Top of DATA EXCERPTS
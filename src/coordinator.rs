//! Orchestrates one complete warning run with an audit trail.
//!
//! A run creates its execution record, loads the catalog, evaluates every
//! active rule on a bounded worker pool and finalizes the record. Only
//! bootstrap failures abort the run; everything that goes wrong inside a rule
//! is confined to that rule's result and audit row.

use std::future::Future;
use std::sync::atomic::{AtomicUsize, Ordering};
use std::sync::{Arc, Mutex};
use std::time::{Duration, Instant};

use tokio::sync::Semaphore;
use tokio::task::JoinSet;
use tracing::{error, info, info_span, warn, Instrument};
use uuid::Uuid;

use crate::catalog::RuleCatalog;
use crate::conditions::RuleConditions;
use crate::config::{EngineConfig, RetryPolicy};
use crate::error::{EngineError, Result};
use crate::evaluator::RuleEvaluator;
use crate::models::{
    ExecutionReport, ExecutionTotals, RuleDefinition, RuleExecutionOutcome, RuleExecutionRecord,
    RuleResult, RunStatus, RunSummary,
};
use crate::store::DataAccess;
use crate::writer::WarningWriter;

pub struct ExecutionCoordinator {
    store: Arc<dyn DataAccess>,
    catalog: RuleCatalog,
    runner: Arc<RuleRunner>,
    concurrency: usize,
    run_timeout: Duration,
}

impl ExecutionCoordinator {
    pub fn new(store: Arc<dyn DataAccess>, config: &EngineConfig) -> Self {
        let runner = RuleRunner {
            store: store.clone(),
            evaluator: RuleEvaluator::new(store.clone(), config.risk_model.clone()),
            writer: WarningWriter::new(store.clone()),
            retry: config.retry,
        };
        Self {
            catalog: RuleCatalog::new(store.clone()),
            store,
            runner: Arc::new(runner),
            concurrency: config.concurrency.max(1),
            run_timeout: config.run_timeout,
        }
    }

    pub async fn execute_all(&self, trigger: Option<&str>) -> Result<ExecutionReport> {
        let started = Instant::now();
        info!(trigger = trigger.unwrap_or("manual"), "starting warning run");

        let execution = self
            .store
            .start_execution(trigger)
            .await
            .map_err(|err| EngineError::Fatal(format!("failed to create execution record: {err}")))?;

        let rules = match self.catalog.load_active().await {
            Ok(rules) => rules,
            Err(err) => {
                error!(execution_id = %execution.id, error = %err, "aborting warning run");
                let totals = ExecutionTotals {
                    duration_ms: elapsed_ms(started),
                    ..ExecutionTotals::default()
                };
                if let Err(mark_err) = self
                    .store
                    .finish_execution(execution.id, RunStatus::Failed, &totals, Some(&err.to_string()))
                    .await
                {
                    error!(execution_id = %execution.id, error = %mark_err, "failed to mark execution as failed");
                }
                return Err(err);
            }
        };

        let results = self.run_rules(execution.id, &rules).await;

        let summary = RunSummary {
            total_rules: rules.len(),
            matched_entities: results.iter().map(|r| r.matched_entities.len()).sum(),
            generated_warnings: results.iter().map(|r| r.generated_warnings).sum(),
            total_execution_time_ms: elapsed_ms(started),
        };
        let totals = ExecutionTotals {
            total_rules: summary.total_rules,
            matched_entities: summary.matched_entities,
            generated_warnings: summary.generated_warnings,
            duration_ms: summary.total_execution_time_ms,
        };
        if let Err(err) = self
            .runner
            .retrying("finalize execution", || {
                self.store
                    .finish_execution(execution.id, RunStatus::Completed, &totals, None)
            })
            .await
        {
            let message = format!("failed to finalize execution record: {err}");
            error!(execution_id = %execution.id, error = %err, "aborting warning run");
            if let Err(mark_err) = self
                .store
                .finish_execution(execution.id, RunStatus::Failed, &totals, Some(&message))
                .await
            {
                error!(execution_id = %execution.id, error = %mark_err, "failed to mark execution as failed");
            }
            return Err(EngineError::Fatal(message));
        }

        info!(
            execution_id = %execution.id,
            rules = summary.total_rules,
            matched = summary.matched_entities,
            generated = summary.generated_warnings,
            elapsed_ms = summary.total_execution_time_ms,
            "warning run completed"
        );

        Ok(ExecutionReport {
            execution_id: execution.id,
            results,
            summary,
        })
    }

    /// Runs every rule on the worker pool and returns results in catalog order.
    async fn run_rules(&self, execution_id: Uuid, rules: &[RuleDefinition]) -> Vec<RuleResult> {
        let started = Instant::now();
        let semaphore = Arc::new(Semaphore::new(self.concurrency));
        let mut tasks = JoinSet::new();
        let audit_ids: Vec<Uuid> = rules.iter().map(|_| Uuid::new_v4()).collect();
        let progress: Vec<Arc<RuleProgress>> = rules.iter().map(|_| Arc::default()).collect();

        for (index, rule) in rules.iter().cloned().enumerate() {
            let runner = self.runner.clone();
            let semaphore = semaphore.clone();
            let audit_id = audit_ids[index];
            let rule_progress = progress[index].clone();
            let span = info_span!("rule", rule_id = %rule.id, rule = %rule.name);
            tasks.spawn(
                async move {
                    let _permit = semaphore.acquire_owned().await.ok();
                    (index, runner.run(execution_id, audit_id, rule, &rule_progress).await)
                }
                .instrument(span),
            );
        }

        let mut slots: Vec<Option<RuleResult>> = vec![None; rules.len()];
        let deadline = tokio::time::Instant::now() + self.run_timeout;
        let mut timed_out = false;

        loop {
            match tokio::time::timeout_at(deadline, tasks.join_next()).await {
                Ok(Some(Ok((index, result)))) => slots[index] = Some(result),
                Ok(Some(Err(join_err))) => {
                    error!(%execution_id, error = %join_err, "rule task terminated unexpectedly");
                }
                Ok(None) => break,
                Err(_) => {
                    timed_out = true;
                    warn!(
                        %execution_id,
                        timeout_secs = self.run_timeout.as_secs_f64(),
                        "run timeout reached, cancelling unfinished rules"
                    );
                    tasks.abort_all();
                    // Drain so no cancelled task can still touch the store.
                    while let Some(joined) = tasks.join_next().await {
                        if let Ok((index, result)) = joined {
                            slots[index] = Some(result);
                        }
                    }
                    break;
                }
            }
        }

        if slots.iter().all(Option::is_some) {
            return slots.into_iter().flatten().collect();
        }

        let message = if timed_out {
            format!("cancelled: run timeout of {:?} exceeded", self.run_timeout)
        } else {
            "rule task terminated unexpectedly".to_string()
        };
        let elapsed = elapsed_ms(started);

        // Unfinished rules keep whatever they wrote before they stopped.
        let mut fallback: Vec<Option<RuleResult>> = Vec::with_capacity(rules.len());
        for (index, rule) in rules.iter().enumerate() {
            if slots[index].is_some() {
                fallback.push(None);
                continue;
            }
            let (matched_entities, generated_warnings) = progress[index].snapshot();
            let closing = RuleExecutionOutcome {
                status: RunStatus::Failed,
                affected_entities: matched_entities.len(),
                generated_warnings,
                duration_ms: elapsed,
                error_message: Some(message.clone()),
            };
            if let Err(err) = self.store.finish_rule_execution(audit_ids[index], &closing).await {
                warn!(%execution_id, rule_id = %rule.id, error = %err, "could not close rule execution record");
            }
            fallback.push(Some(RuleResult {
                rule_id: rule.id,
                matched_entities,
                generated_warnings,
                duration_ms: elapsed,
                error: Some(message.clone()),
            }));
        }

        match self
            .store
            .fail_running_rule_executions(execution_id, &message)
            .await
        {
            Ok(updated) => warn!(%execution_id, updated, "marked unfinished rule executions as failed"),
            Err(err) => error!(%execution_id, error = %err, "failed to close unfinished rule executions"),
        }

        slots
            .into_iter()
            .zip(fallback)
            .filter_map(|(slot, fallback)| slot.or(fallback))
            .collect()
    }
}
Bottom of DATA EXCERPTS
TASK DESCRIPTION>
Count each line of the listing that contains "JoinSet" and give the count alone.

WRITTEN REPLY>
2